I can’t begin to comment, even briefly, on the politics and people involved that saw the construction and eventual demise of the Cabrini-Green high rises, and how it affected the lives of the people living there. Trust me when I say that all of it—the history of how it came to be, the politics involved throughout its existence, racism and deliberate segregation based on both race and financial status—made for some seriously interesting reading. The depth of Austen’s research is clearly evident throughout, and the book is written in a narrative-style similar in my mind to Matthew Desmond’s Evicted:Poverty and Profit in the American City. This isn’t a dry retelling of the facts; it’s a heartfelt history that tells the story of Cabrini-Green and its residents, warts and all. If anyone can manage reading the portions telling the personal stories of former residents without feeling an ounce of empathy (and, at times, anger and a sense of injustice), it would truly shock me.

This isn’t a light read by any means, but I think it’s an important one. Poverty and a lack of affordable housing is an ongoing problem in the United States. Unless we’re informed about past attempts to solve the housing problem, we cannot hope to do better in the future. And unless we’re informed about the realities about people living in poverty—the day-to-day struggles they face, and how hard their lives are—we’re not going to make any headway on improving that, either.

If this is a topic of interest for you, I hope you’ll take the time to read this book… and I hope you’ll find it as informative and moving as I did.


I received an advance review copy of this book courtesy of Harper via Edelweiss.

add to goodreads

Author: Ben Austen

Title: High-Risers: Cabrini-Green and the Fate of American Public Housing

Genre: Nonfiction, Social Science / Poverty & Homelessness

Published: February 13th, 2018 by Harper

Rating: 5 stars

book worth reading

About the Book

Joining the ranks of Evicted, The Warmth of Other Sons, and classic works of literary non-fiction by Alex Kotlowitz and J. Anthony Lukas, High-Risers braids personal narratives, city politics, and national history to tell the timely and epic story of Chicago’s Cabrini-Green, America’s most iconic public housing project.

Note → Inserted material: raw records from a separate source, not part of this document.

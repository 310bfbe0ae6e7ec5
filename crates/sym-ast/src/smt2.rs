//! SMT-LIB2 rendering.
//!
//! Deterministic text for every term shape, plus whole-script emission for
//! a set of assertions: `(set-logic QF_BV)`, one `declare-fun` per free
//! variable in name order, the assertions in input order, `(check-sat)`,
//! `(exit)`. `declare-fun` rather than `declare-const` because STP does not
//! know the latter.

use std::collections::HashSet;
use std::fmt::Write;

use crate::manager::AstManager;
use crate::term::{BinaryOp, TermId, TermKind, UnaryOp};

impl UnaryOp {
    fn smt2_name(self) -> &'static str {
        match self {
            Self::Not => "not",
            Self::BvNot => "bvnot",
            Self::BvNeg => "bvneg",
            Self::Assert => "assert",
        }
    }
}

impl BinaryOp {
    fn smt2_name(self) -> &'static str {
        match self {
            Self::And => "and",
            Self::Or => "or",
            Self::Eq => "=",
            Self::BvAnd => "bvand",
            Self::BvOr => "bvor",
            Self::BvXor => "bvxor",
            Self::BvAdd => "bvadd",
            Self::BvSub => "bvsub",
            Self::BvMul => "bvmul",
            Self::BvConcat => "concat",
            Self::BvShl => "bvshl",
            Self::BvLshr => "bvlshr",
            Self::BvUlt => "bvult",
            Self::BvUle => "bvule",
            Self::BvUgt => "bvugt",
            Self::BvUge => "bvuge",
            Self::BvSlt => "bvslt",
            Self::BvSle => "bvsle",
            Self::BvSgt => "bvsgt",
            Self::BvSge => "bvsge",
        }
    }
}

impl AstManager {
    /// SMT-LIB2 text of a term.
    #[must_use]
    pub fn to_smt2(&self, t: TermId) -> String {
        let mut out = String::new();
        self.render(t, &mut out);
        out
    }

    fn render(&self, t: TermId, out: &mut String) {
        match self.kind(t) {
            TermKind::BoolConst(v) => out.push_str(if *v { "true" } else { "false" }),
            TermKind::Const { value, width } => {
                if *width == 32 {
                    // 32-bit integer constants print as decimal raw bits.
                    let _ = write!(out, "{value}");
                } else {
                    out.push_str("#b");
                    for bit in (0..*width).rev() {
                        out.push(if value & (1 << bit) != 0 { '1' } else { '0' });
                    }
                }
            }
            TermKind::Var { name, .. } => out.push_str(name),
            TermKind::Unary { op, arg } => {
                let _ = write!(out, "({} ", op.smt2_name());
                self.render(*arg, out);
                out.push(')');
            }
            TermKind::Binary { op, lhs, rhs } => {
                let _ = write!(out, "({} ", op.smt2_name());
                self.render(*lhs, out);
                out.push(' ');
                self.render(*rhs, out);
                out.push(')');
            }
            TermKind::Extract { arg, hi, lo } => {
                let _ = write!(out, "((_ extract {hi} {lo}) ");
                self.render(*arg, out);
                out.push(')');
            }
        }
    }

    /// Free variables reachable from the given roots, deduplicated and in
    /// name order: `(name, width)` pairs ready for declaration.
    #[must_use]
    pub fn free_variables(&self, roots: &[TermId]) -> Vec<(String, u8)> {
        let mut seen_terms = HashSet::new();
        let mut seen_names = HashSet::new();
        let mut vars = Vec::new();
        let mut stack: Vec<TermId> = roots.to_vec();

        while let Some(t) = stack.pop() {
            if !seen_terms.insert(t) {
                continue;
            }
            match self.kind(t) {
                TermKind::Var { name, width } => {
                    if seen_names.insert(name.clone()) {
                        vars.push((name.clone(), *width));
                    }
                }
                TermKind::Unary { arg, .. } => stack.push(*arg),
                TermKind::Binary { lhs, rhs, .. } => {
                    stack.push(*lhs);
                    stack.push(*rhs);
                }
                TermKind::Extract { arg, .. } => stack.push(*arg),
                TermKind::BoolConst(_) | TermKind::Const { .. } => {}
            }
        }

        vars.sort();
        vars
    }

    /// Full query script for a set of assertions.
    ///
    /// Assertions not already wrapped by [`AstManager::assert_term`] are
    /// wrapped here.
    #[must_use]
    pub fn smt2_script(&self, assertions: &[TermId]) -> String {
        let mut out = String::from("(set-logic QF_BV)\n");

        for (name, width) in self.free_variables(assertions) {
            let _ = writeln!(out, "(declare-fun {name} () (_ BitVec {width}))");
        }

        for &a in assertions {
            if matches!(
                self.kind(a),
                TermKind::Unary {
                    op: UnaryOp::Assert,
                    ..
                }
            ) {
                self.render(a, &mut out);
                out.push('\n');
            } else {
                out.push_str("(assert ");
                self.render(a, &mut out);
                out.push_str(")\n");
            }
        }

        out.push_str("(check-sat)\n(exit)\n");
        out
    }
}
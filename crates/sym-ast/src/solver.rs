//! External SMT solver driver.
//!
//! Each call spawns a fresh solver process, pipes the SMT-LIB2 script onto
//! its stdin, and reads stdout to EOF. There is no persistent session. The
//! final non-empty output line must be `sat`, `unsat`, or `unknown`; on
//! `sat`, counterexample lines of the form `ASSERT( name = value );` are
//! decoded into a [`Model`].

use std::io::{Read, Write};
use std::process::{Command, Stdio};

use log::{debug, trace};

use crate::error::{Error, Result, SolverFailure};
use crate::manager::AstManager;
use crate::model::Model;
use crate::term::TermId;

/// Marker opening a counterexample assignment line.
const MODEL_LINE_PREFIX: &str = "ASSERT(";

/// Solver verdict.
#[derive(Debug, Clone, Copy, PartialEq, Eq)]
pub enum SolverStatus {
    Sat,
    Unsat,
    Unknown,
}

/// How to invoke the solver binary.
///
/// The default targets an STP-compatible solver: SMT-LIB2 input on stdin,
/// counterexample printing enabled.
#[derive(Debug, Clone)]
pub struct SolverConfig {
    pub binary: String,
    pub args: Vec<String>,
}

impl Default for SolverConfig {
    fn default() -> Self {
        Self {
            binary: "stp".to_string(),
            args: vec!["--SMTLIB2".to_string(), "-p".to_string()],
        }
    }
}

impl AstManager {
    /// Discharge a set of boolean assertions to the external solver.
    ///
    /// Returns the verdict and, on `sat`, the decoded model.
    ///
    /// # Errors
    ///
    /// `Solver` on spawn/pipe failure, a response not terminated by a
    /// verdict line, or a counterexample value in an unknown encoding.
    pub fn call_solver(&self, assertions: &[TermId]) -> Result<(SolverStatus, Option<Model>)> {
        let script = self.smt2_script(assertions);
        let config = self.solver_config();
        debug!(
            "invoking solver {} with {} assertion(s)",
            config.binary,
            assertions.len()
        );
        trace!("solver query:\n{script}");

        let mut child = Command::new(&config.binary)
            .args(&config.args)
            .stdin(Stdio::piped())
            .stdout(Stdio::piped())
            .stderr(Stdio::null())
            .spawn()
            .map_err(|e| Error::solver(SolverFailure::Spawn, format!("{}: {e}", config.binary)))?;

        // Scope the handle so stdin closes and the solver sees EOF.
        {
            let mut stdin = child
                .stdin
                .take()
                .ok_or_else(|| Error::solver(SolverFailure::Io, "no stdin pipe"))?;
            stdin
                .write_all(script.as_bytes())
                .map_err(|e| Error::solver(SolverFailure::Io, e.to_string()))?;
        }

        let mut output = String::new();
        child
            .stdout
            .take()
            .ok_or_else(|| Error::solver(SolverFailure::Io, "no stdout pipe"))?
            .read_to_string(&mut output)
            .map_err(|e| Error::solver(SolverFailure::Io, e.to_string()))?;
        child
            .wait()
            .map_err(|e| Error::solver(SolverFailure::Io, e.to_string()))?;

        trace!("solver response:\n{output}");
        parse_solver_output(&output)
    }
}

/// Parse a complete solver response.
pub(crate) fn parse_solver_output(output: &str) -> Result<(SolverStatus, Option<Model>)> {
    let verdict = output
        .lines()
        .rev()
        .map(str::trim)
        .find(|l| !l.is_empty())
        .ok_or_else(|| Error::solver(SolverFailure::MalformedResponse, "empty response"))?;

    let status = match verdict {
        "sat" => SolverStatus::Sat,
        "unsat" => SolverStatus::Unsat,
        "unknown" => SolverStatus::Unknown,
        other => {
            return Err(Error::solver(
                SolverFailure::MalformedResponse,
                format!("unexpected verdict line {other:?}"),
            ))
        }
    };

    if status != SolverStatus::Sat {
        return Ok((status, None));
    }

    let mut model = Model::new();
    for line in output.lines().map(str::trim) {
        if let Some(rest) = line.strip_prefix(MODEL_LINE_PREFIX) {
            let (name, value, width) = parse_assignment(rest)?;
            model.add_variable(&name, value, width);
        }
    }
    Ok((status, Some(model)))
}

/// Decode the body of `ASSERT( name = value );` — the prefix is already
/// stripped by the caller.
fn parse_assignment(rest: &str) -> Result<(String, u32, u8)> {
    let body = rest
        .trim_end()
        .strip_suffix(';')
        .map(str::trim_end)
        .and_then(|s| s.strip_suffix(')'))
        .ok_or_else(|| {
            Error::solver(
                SolverFailure::MalformedResponse,
                format!("unterminated assignment {rest:?}"),
            )
        })?;

    let (name, literal) = body.split_once('=').ok_or_else(|| {
        Error::solver(
            SolverFailure::MalformedResponse,
            format!("assignment without '=' in {body:?}"),
        )
    })?;
    let name = name.trim();
    let literal = literal.trim();

    let (value, width) = decode_value_literal(literal)?;
    Ok((name.to_string(), value, width))
}

/// Decode `0x…` (width = 4 × digits) or `0b…` (width = digits) literals.
fn decode_value_literal(literal: &str) -> Result<(u32, u8)> {
    let bad = |detail: String| Error::solver(SolverFailure::UnknownEncoding, detail);

    if let Some(hex) = literal.strip_prefix("0x").or_else(|| literal.strip_prefix("0X")) {
        if hex.is_empty() || hex.len() > 8 {
            return Err(bad(format!("hex literal {literal:?}")));
        }
        let value = u32::from_str_radix(hex, 16).map_err(|_| bad(format!("hex literal {literal:?}")))?;
        return Ok((value, (hex.len() * 4) as u8));
    }

    if let Some(bin) = literal.strip_prefix("0b").or_else(|| literal.strip_prefix("0B")) {
        if bin.is_empty() || bin.len() > 32 {
            return Err(bad(format!("binary literal {literal:?}")));
        }
        let value = u32::from_str_radix(bin, 2).map_err(|_| bad(format!("binary literal {literal:?}")))?;
        return Ok((value, bin.len() as u8));
    }

    Err(bad(format!("value literal {literal:?}")))
}
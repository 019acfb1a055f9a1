//! Tests for atomic file copy operations

use dealias::executor::copy_file_atomic;
use dealias::DealiasError;
use std::fs;
use std::io::Write;
use std::path::PathBuf;
use std::time::{Duration, SystemTime};
use tempfile::TempDir;

fn create_test_file(path: &PathBuf, content: &[u8]) {
    let mut file = fs::File::create(path).expect("Failed to create test file");
    file.write_all(content)
        .expect("Failed to write test content");
    file.flush().expect("Failed to flush");
}

fn set_file_mtime(path: &PathBuf, mtime: SystemTime) {
    let filetime_mtime = filetime::FileTime::from_system_time(mtime);
    filetime::set_file_mtime(path, filetime_mtime).expect("Failed to set mtime");
}

#[test]
fn test_copy_basic_content() {
    let temp_dir = TempDir::new().expect("Failed to create temp dir");
    let root = temp_dir.path();

    let src_path = root.join("source.txt");
    let content = b"Hello, dealias! This is a test file.";
    create_test_file(&src_path, content);

    let dest_path = root.join("dest.txt");

    let bytes_copied =
        copy_file_atomic(&src_path, &dest_path).expect("copy_file_atomic should succeed");

    assert_eq!(bytes_copied, content.len() as u64);

    let dest_content = fs::read(&dest_path).expect("Failed to read dest file");
    assert_eq!(dest_content, content);
}

#[test]
fn test_copy_overwrites_existing_file() {
    let temp_dir = TempDir::new().expect("Failed to create temp dir");
    let root = temp_dir.path();

    let src_path = root.join("source.txt");
    create_test_file(&src_path, b"short");

    let dest_path = root.join("dest.txt");
    create_test_file(&dest_path, b"a much longer previous version");

    copy_file_atomic(&src_path, &dest_path).expect("copy_file_atomic should overwrite");

    let dest_content = fs::read(&dest_path).expect("Failed to read dest file");
    assert_eq!(dest_content, b"short");
}

#[test]
fn test_copy_into_missing_directory_fails_cleanly() {
    let temp_dir = TempDir::new().expect("Failed to create temp dir");
    let root = temp_dir.path();

    let src_path = root.join("source.txt");
    create_test_file(&src_path, b"test content");

    let dest_path = root.join("missing/dest.txt");
    let result = copy_file_atomic(&src_path, &dest_path);

    match result {
        Err(DealiasError::Entry { path, .. }) => {
            assert_eq!(path, root.join("missing/dest.txt.part"));
        }
        other => panic!("expected entry error, got {:?}", other),
    }
    assert!(!dest_path.exists());
}

#[test]
fn test_copy_onto_directory_keeps_directory() {
    let temp_dir = TempDir::new().expect("Failed to create temp dir");
    let root = temp_dir.path();

    let src_path = root.join("source.txt");
    create_test_file(&src_path, b"test content");

    let dest_path = root.join("occupied");
    fs::create_dir(&dest_path).expect("Failed to create dir");
    fs::write(dest_path.join("inside.txt"), b"keep").expect("Failed to write file");

    let result = copy_file_atomic(&src_path, &dest_path);
    assert!(result.is_err());
    assert!(dest_path.join("inside.txt").exists());
    assert!(
        !root.join("occupied.part").exists(),
        ".part file should be cleaned up after a failed rename"
    );
}

#[test]
fn test_copy_preserves_mtime() {
    let temp_dir = TempDir::new().expect("Failed to create temp dir");
    let root = temp_dir.path();

    let src_path = root.join("source.txt");
    create_test_file(&src_path, b"test content");

    let mtime = SystemTime::now() - Duration::from_secs(3600);
    set_file_mtime(&src_path, mtime);

    let dest_path = root.join("dest.txt");

    copy_file_atomic(&src_path, &dest_path).expect("copy_file_atomic should succeed");

    let src_metadata = fs::metadata(&src_path).expect("Failed to read src metadata");
    let dest_metadata = fs::metadata(&dest_path).expect("Failed to read dest metadata");

    let src_mtime = src_metadata.modified().expect("Failed to get src mtime");
    let dest_mtime = dest_metadata.modified().expect("Failed to get dest mtime");

    let diff = if src_mtime > dest_mtime {
        src_mtime.duration_since(dest_mtime).unwrap()
    } else {
        dest_mtime.duration_since(src_mtime).unwrap()
    };

    assert!(
        diff < Duration::from_secs(2),
        "mtime should be preserved (diff: {:?})",
        diff
    );
}

#[test]
fn test_copy_removes_part_file() {
    let temp_dir = TempDir::new().expect("Failed to create temp dir");
    let root = temp_dir.path();

    let src_path = root.join("source.txt");
    create_test_file(&src_path, b"test content");

    let dest_path = root.join("dest.txt");

    copy_file_atomic(&src_path, &dest_path).expect("copy_file_atomic should succeed");

    let part_path = root.join("dest.txt.part");
    assert!(
        !part_path.exists(),
        ".part file should be removed after successful copy"
    );

    assert!(dest_path.exists());
}

#[test]
fn test_copy_large_file() {
    let temp_dir = TempDir::new().expect("Failed to create temp dir");
    let root = temp_dir.path();

    let src_path = root.join("large.bin");
    let size = 1024 * 1024;
    let content: Vec<u8> = (0..size).map(|i| (i % 256) as u8).collect();
    create_test_file(&src_path, &content);

    let dest_path = root.join("large_copy.bin");

    let bytes_copied = copy_file_atomic(&src_path, &dest_path)
        .expect("copy_file_atomic should handle large files");

    assert_eq!(bytes_copied, size as u64);

    let dest_content = fs::read(&dest_path).expect("Failed to read dest file");
    assert_eq!(dest_content, content);
}

#[test]
fn test_copy_preserves_permissions() {
    let temp_dir = TempDir::new().expect("Failed to create temp dir");
    let root = temp_dir.path();

    let src_path = root.join("source.txt");
    create_test_file(&src_path, b"test content");

    #[cfg(unix)]
    {
        use std::os::unix::fs::PermissionsExt;
        let mut perms = fs::metadata(&src_path)
            .expect("Failed to get metadata")
            .permissions();
        perms.set_mode(0o444);
        fs::set_permissions(&src_path, perms).expect("Failed to set permissions");
    }

    let dest_path = root.join("dest.txt");

    copy_file_atomic(&src_path, &dest_path).expect("copy_file_atomic should succeed");

    #[cfg(unix)]
    {
        use std::os::unix::fs::PermissionsExt;
        let src_perms = fs::metadata(&src_path)
            .expect("Failed to get src metadata")
            .permissions();
        let dest_perms = fs::metadata(&dest_path)
            .expect("Failed to get dest metadata")
            .permissions();

        assert_eq!(
            src_perms.mode() & 0o777,
            dest_perms.mode() & 0o777,
            "Permissions should be preserved"
        );
    }
}
//! SourceEntry - A single entry discovered while walking the source tree

use std::ffi::{OsStr, OsString};
use std::fs;
use std::io;
use std::path::{Path, PathBuf};

/// What an entry is on disk, without following symlinks
#[derive(Debug, Clone, Copy, PartialEq, Eq)]
pub enum EntryKind {
    File,
    Directory,
    /// Symlinks are copied as links, never followed
    Symlink,
    /// FIFO, socket or device node
    Other,
}

/// An entry under the source root
#[derive(Debug, Clone, PartialEq, Eq)]
pub struct SourceEntry {
    /// Absolute path of the entry
    pub path: PathBuf,

    /// Last path component
    pub name: OsString,

    pub kind: EntryKind,
}

impl SourceEntry {
    /// Create a SourceEntry from its parts
    pub fn new(path: PathBuf, name: OsString, kind: EntryKind) -> Self {
        Self { path, name, kind }
    }

    /// Inspect `path` with `symlink_metadata` and build an entry for it
    pub fn from_path(path: &Path) -> io::Result<Self> {
        let metadata = fs::symlink_metadata(path)?;
        let file_type = metadata.file_type();
        let kind = if file_type.is_symlink() {
            EntryKind::Symlink
        } else if file_type.is_dir() {
            EntryKind::Directory
        } else if file_type.is_file() {
            EntryKind::File
        } else {
            EntryKind::Other
        };

        let name = path
            .file_name()
            .map(OsStr::to_os_string)
            .unwrap_or_else(|| path.as_os_str().to_os_string());

        Ok(Self::new(path.to_path_buf(), name, kind))
    }

    /// Entries with no readable content; opening a FIFO would block
    pub fn is_special(&self) -> bool {
        self.kind == EntryKind::Other
    }
}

Built in the 1940s atop an infamous Italian slum, Cabrini-Green grew to twenty-three towers and a population of 20,000—all of it packed onto just seventy acres a few blocks from Chicago’s ritzy Gold Coast. Cabrini-Green became synonymous with crime, squalor, and the failure of government. For the many who lived there, it was also a much-needed resource—it was home. By 2011, every high-rise had been razed, the island of black poverty engulfed by the white affluence around it, the families dispersed.

In this novelistic and eye-opening narrative, Ben Austen tells the story of America’s public housing experiment and the changing fortunes of American cities. It is an account told movingly though the lives of residents who struggled to make a home for their families as powerful forces converged to accelerate the housing complex’s demise. Beautifully written, rich in detail, and full of moving portraits, High-Risers is a sweeping exploration of race, class, popular culture, and politics in modern America that brilliantly considers what went wrong in our nation’s effort to provide affordable housing to the poor—and what we can learn from those mistakes.